- [What is required] If a line of the data below holds the word "move", list it.

Stored items:
^^^^^^^^
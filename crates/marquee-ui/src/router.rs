//! Minimal history-API routing between the home and watch pages.

use leptos::prelude::*;
use wasm_bindgen::JsValue;

use crate::types::Route;

/// Current route plus navigation, shared through context.
#[derive(Clone, Copy)]
pub struct Router {
    /// Page being shown.
    pub route: ReadSignal<Route>,
    set_route: WriteSignal<Route>,
}

impl Router {
    /// Router starting at the browser's current location.
    #[must_use]
    pub fn new() -> Self {
        let (route, set_route) = signal(Route::from_path(&current_path()));

        // Back/forward buttons.
        let handle = window_event_listener(leptos::ev::popstate, move |_| {
            set_route.set(Route::from_path(&current_path()));
        });
        on_cleanup(move || handle.remove());

        Self { route, set_route }
    }

    /// Show `route` and record it in the session history.
    pub fn navigate(&self, route: Route) {
        if self.route.get_untracked() == route {
            return;
        }
        let path = route.path();
        if let Ok(history) = window().history()
            && let Err(e) = history.push_state_with_url(&JsValue::NULL, "", Some(&path))
        {
            leptos::logging::warn!("pushState({}) failed: {:?}", path, e);
        }
        self.set_route.set(route);
    }

    /// Navigate to a raw path such as a back target.
    pub fn navigate_to_path(&self, path: &str) {
        self.navigate(Route::from_path(path));
    }
}

impl Default for Router {
    fn default() -> Self {
        Self::new()
    }
}

fn current_path() -> String {
    window().location().pathname().unwrap_or_else(|_| "/".to_string())
}

/// Access the router.
///
/// # Panics
/// Panics if called outside of the `App` component tree.
pub fn use_router() -> Router {
    expect_context::<Router>()
}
^^^^^^^^
- [Solved problem]
        let handle = window_event_listener(leptos::ev::popstate, move |_| {
        on_cleanup(move || handle.remove());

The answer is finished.